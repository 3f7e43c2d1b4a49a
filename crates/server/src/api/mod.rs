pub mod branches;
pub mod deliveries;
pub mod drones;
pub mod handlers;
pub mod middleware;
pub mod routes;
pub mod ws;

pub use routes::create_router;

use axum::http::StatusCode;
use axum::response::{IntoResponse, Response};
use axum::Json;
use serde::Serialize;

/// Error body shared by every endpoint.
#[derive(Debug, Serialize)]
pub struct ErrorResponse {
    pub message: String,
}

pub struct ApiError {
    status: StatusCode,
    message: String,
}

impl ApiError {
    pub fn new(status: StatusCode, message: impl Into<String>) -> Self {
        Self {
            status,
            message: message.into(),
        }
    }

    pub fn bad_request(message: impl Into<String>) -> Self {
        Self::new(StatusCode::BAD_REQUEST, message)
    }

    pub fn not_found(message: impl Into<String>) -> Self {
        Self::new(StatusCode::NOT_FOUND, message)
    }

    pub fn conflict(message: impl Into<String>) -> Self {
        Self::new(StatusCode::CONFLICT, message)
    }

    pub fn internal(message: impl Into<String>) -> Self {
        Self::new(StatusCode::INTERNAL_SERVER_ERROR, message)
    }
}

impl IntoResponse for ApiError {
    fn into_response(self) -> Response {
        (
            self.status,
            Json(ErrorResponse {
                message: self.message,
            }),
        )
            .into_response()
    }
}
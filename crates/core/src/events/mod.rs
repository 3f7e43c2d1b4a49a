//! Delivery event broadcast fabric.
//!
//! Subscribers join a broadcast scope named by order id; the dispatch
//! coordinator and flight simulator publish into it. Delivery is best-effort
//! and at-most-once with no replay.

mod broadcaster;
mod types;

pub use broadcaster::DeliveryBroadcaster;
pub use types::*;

==============================

- EXERCISE AIM
Copy out whichever lines of the listing contain the word "String".

- RESULT OF THE TASK
    pub message: String,
    message: String,
    pub fn new(status: StatusCode, message: impl Into<String>) -> Self {
    pub fn bad_request(message: impl Into<String>) -> Self {
    pub fn not_found(message: impl Into<String>) -> Self {
    pub fn conflict(message: impl Into<String>) -> Self {
    pub fn internal(message: impl Into<String>) -> Self {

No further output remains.